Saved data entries
* * * *
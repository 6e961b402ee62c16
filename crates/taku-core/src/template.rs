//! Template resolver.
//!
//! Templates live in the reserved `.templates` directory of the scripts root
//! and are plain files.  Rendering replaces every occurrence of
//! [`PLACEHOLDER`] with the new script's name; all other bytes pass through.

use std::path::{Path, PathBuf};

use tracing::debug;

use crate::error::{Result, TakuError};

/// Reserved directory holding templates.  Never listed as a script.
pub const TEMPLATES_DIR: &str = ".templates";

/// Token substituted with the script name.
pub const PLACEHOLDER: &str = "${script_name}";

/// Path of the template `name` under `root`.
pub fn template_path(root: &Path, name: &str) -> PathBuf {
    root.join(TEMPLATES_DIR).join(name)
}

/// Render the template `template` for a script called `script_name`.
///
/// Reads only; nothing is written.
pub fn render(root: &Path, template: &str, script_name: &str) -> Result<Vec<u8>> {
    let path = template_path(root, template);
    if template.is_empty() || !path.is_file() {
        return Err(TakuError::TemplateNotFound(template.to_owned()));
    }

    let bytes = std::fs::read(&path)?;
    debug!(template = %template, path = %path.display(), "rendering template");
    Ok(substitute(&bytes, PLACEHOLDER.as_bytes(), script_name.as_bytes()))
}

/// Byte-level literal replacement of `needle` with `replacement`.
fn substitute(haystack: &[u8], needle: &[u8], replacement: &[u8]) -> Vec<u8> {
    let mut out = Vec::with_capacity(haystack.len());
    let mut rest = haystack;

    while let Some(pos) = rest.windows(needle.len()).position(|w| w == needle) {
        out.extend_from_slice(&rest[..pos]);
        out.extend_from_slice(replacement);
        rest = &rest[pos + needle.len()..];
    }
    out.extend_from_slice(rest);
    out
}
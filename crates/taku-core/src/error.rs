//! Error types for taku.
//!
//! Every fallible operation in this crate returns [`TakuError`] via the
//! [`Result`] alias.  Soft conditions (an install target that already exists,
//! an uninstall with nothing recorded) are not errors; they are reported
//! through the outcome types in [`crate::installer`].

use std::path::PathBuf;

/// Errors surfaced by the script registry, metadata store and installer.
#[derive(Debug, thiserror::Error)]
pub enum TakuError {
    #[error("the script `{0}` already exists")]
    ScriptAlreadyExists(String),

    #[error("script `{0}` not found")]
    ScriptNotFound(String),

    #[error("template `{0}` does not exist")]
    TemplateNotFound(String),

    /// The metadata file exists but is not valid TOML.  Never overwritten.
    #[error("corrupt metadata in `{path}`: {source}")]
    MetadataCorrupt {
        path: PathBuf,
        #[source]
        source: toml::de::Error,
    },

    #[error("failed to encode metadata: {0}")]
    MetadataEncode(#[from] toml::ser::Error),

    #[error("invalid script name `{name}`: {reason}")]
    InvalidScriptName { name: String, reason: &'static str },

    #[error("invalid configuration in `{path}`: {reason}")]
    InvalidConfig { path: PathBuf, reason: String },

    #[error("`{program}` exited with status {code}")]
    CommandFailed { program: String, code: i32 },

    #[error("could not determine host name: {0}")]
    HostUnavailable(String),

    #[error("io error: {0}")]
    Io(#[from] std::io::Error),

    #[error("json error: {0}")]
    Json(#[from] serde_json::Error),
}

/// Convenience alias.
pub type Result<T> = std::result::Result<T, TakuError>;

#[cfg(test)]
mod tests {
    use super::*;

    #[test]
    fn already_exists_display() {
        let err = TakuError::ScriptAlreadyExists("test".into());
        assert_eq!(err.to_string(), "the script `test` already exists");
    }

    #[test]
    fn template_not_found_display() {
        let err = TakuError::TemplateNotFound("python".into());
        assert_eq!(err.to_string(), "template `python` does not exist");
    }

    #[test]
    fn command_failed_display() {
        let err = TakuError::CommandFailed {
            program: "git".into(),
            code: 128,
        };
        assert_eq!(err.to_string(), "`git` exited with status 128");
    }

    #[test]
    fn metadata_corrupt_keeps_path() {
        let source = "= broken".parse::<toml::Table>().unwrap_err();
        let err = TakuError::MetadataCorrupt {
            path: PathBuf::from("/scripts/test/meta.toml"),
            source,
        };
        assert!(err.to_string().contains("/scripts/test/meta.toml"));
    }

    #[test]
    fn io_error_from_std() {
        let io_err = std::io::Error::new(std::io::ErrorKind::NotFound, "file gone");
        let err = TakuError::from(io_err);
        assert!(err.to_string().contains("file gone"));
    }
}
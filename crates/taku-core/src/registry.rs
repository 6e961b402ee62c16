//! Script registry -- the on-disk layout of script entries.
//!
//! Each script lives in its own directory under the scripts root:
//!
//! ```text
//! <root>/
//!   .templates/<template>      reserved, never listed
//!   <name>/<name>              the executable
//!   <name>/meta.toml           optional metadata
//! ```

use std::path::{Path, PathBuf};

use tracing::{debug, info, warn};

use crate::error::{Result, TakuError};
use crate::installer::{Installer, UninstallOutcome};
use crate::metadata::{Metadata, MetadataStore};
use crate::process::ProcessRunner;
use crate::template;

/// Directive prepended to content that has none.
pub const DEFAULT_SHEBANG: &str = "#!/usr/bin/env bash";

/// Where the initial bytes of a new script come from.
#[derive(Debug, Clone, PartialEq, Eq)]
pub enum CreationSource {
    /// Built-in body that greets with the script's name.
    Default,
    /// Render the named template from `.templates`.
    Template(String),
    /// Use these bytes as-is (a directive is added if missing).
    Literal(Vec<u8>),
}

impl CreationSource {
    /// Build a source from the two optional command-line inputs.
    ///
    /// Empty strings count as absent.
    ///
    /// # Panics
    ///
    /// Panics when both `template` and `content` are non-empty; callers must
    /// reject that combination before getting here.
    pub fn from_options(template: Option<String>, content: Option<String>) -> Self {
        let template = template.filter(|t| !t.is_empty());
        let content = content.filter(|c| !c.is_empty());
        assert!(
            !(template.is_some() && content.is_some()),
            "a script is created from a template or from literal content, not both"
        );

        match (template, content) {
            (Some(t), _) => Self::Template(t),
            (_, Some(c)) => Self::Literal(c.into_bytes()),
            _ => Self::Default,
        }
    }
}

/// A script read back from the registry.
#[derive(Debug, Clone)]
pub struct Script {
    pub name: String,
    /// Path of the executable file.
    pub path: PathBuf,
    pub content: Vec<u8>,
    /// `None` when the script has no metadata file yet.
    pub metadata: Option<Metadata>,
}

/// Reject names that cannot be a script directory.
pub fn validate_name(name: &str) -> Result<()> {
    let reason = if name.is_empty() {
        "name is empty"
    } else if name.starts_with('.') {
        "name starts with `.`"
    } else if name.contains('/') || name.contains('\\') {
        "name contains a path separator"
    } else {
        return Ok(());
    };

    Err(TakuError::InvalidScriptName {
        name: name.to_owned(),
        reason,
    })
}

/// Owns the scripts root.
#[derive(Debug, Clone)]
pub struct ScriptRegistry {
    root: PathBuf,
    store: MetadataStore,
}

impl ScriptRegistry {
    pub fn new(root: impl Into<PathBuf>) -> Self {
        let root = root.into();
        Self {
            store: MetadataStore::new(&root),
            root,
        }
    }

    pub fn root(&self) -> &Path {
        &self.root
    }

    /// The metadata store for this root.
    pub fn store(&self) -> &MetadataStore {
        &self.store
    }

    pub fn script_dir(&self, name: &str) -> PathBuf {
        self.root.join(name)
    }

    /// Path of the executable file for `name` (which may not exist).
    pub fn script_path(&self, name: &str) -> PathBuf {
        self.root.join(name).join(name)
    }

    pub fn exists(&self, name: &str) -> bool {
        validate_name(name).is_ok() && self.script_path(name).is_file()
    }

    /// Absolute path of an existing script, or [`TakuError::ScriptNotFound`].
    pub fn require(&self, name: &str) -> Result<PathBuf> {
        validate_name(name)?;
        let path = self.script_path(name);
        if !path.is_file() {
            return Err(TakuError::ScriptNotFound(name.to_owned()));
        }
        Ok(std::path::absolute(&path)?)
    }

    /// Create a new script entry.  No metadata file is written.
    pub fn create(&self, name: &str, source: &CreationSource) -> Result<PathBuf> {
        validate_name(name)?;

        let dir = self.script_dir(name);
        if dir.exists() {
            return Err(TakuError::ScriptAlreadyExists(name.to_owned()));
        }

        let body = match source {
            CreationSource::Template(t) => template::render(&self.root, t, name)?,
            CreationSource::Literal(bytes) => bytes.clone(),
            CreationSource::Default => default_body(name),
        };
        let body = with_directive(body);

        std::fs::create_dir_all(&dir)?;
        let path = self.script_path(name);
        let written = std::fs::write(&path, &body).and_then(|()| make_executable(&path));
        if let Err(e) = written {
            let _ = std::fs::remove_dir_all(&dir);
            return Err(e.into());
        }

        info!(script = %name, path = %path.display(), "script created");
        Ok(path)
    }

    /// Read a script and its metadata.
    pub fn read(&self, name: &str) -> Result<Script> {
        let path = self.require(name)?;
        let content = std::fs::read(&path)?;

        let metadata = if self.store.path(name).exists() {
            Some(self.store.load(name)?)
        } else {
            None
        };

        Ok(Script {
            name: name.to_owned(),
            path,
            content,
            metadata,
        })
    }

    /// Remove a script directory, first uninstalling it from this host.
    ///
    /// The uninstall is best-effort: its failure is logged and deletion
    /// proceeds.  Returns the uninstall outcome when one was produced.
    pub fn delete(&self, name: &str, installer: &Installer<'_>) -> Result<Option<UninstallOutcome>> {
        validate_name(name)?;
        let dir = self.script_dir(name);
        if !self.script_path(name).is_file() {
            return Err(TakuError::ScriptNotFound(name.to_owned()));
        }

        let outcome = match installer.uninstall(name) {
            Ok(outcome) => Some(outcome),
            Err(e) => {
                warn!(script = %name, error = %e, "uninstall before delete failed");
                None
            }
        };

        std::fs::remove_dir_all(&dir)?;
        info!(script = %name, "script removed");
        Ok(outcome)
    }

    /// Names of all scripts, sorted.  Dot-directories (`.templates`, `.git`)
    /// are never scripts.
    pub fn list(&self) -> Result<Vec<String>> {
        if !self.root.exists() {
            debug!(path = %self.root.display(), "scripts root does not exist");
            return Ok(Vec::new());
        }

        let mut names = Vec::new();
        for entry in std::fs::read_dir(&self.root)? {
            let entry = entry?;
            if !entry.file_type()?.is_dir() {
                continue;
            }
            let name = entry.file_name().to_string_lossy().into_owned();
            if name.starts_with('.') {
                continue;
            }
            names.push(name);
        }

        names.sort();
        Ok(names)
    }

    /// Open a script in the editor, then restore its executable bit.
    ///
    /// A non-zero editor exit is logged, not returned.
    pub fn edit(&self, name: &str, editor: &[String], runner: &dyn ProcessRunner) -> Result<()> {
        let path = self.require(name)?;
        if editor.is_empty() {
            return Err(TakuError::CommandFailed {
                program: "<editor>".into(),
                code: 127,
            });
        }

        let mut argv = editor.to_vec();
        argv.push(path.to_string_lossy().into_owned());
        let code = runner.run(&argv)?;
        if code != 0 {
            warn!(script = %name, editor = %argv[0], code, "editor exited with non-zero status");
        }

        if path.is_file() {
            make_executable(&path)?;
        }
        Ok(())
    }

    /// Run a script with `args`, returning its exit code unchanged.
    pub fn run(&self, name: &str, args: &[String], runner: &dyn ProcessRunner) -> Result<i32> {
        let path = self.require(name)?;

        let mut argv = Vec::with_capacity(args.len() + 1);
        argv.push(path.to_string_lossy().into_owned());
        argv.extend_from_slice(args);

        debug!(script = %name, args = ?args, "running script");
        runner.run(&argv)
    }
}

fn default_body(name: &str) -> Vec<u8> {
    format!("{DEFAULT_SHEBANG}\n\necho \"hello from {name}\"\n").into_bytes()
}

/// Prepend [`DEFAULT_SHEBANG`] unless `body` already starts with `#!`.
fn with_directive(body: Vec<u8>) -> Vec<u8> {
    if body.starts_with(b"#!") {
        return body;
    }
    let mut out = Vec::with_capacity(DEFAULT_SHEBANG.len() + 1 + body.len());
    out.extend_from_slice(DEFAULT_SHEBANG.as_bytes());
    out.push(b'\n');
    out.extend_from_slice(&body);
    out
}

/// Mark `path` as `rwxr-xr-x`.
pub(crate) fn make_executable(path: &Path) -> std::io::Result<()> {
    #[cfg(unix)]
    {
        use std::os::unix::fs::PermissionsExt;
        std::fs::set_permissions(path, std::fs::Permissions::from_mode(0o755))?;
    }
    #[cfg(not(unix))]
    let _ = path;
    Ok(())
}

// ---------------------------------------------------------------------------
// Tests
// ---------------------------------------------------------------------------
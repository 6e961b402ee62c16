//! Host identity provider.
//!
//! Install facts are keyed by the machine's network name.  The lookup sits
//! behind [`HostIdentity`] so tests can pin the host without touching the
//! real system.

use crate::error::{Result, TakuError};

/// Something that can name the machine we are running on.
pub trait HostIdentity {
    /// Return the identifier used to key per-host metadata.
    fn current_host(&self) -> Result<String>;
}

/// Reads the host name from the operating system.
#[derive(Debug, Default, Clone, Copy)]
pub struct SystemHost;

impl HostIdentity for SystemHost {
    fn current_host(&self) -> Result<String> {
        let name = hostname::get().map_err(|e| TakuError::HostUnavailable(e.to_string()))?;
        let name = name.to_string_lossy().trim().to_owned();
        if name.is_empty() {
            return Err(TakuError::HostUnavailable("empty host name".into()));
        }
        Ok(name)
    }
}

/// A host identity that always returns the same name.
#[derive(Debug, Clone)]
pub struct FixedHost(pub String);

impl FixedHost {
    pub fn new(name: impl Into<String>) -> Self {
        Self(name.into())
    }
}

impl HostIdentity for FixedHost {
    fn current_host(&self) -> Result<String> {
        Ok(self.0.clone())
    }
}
* * * *
WORK ITEM: Starting with the first line of the data above, copy each line exactly until you reach the line with "bytes pass through."; include that line as well.

ANSWER TO THE PROBLEM:
repository 6e961b402ee62c16
filename crates/taku-core/src/template.rs
//! Template resolver.
//!
//! Templates live in the reserved `.templates` directory of the scripts root
//! and are plain files.  Rendering replaces every occurrence of
//! [`PLACEHOLDER`] with the new script's name; all other bytes pass through.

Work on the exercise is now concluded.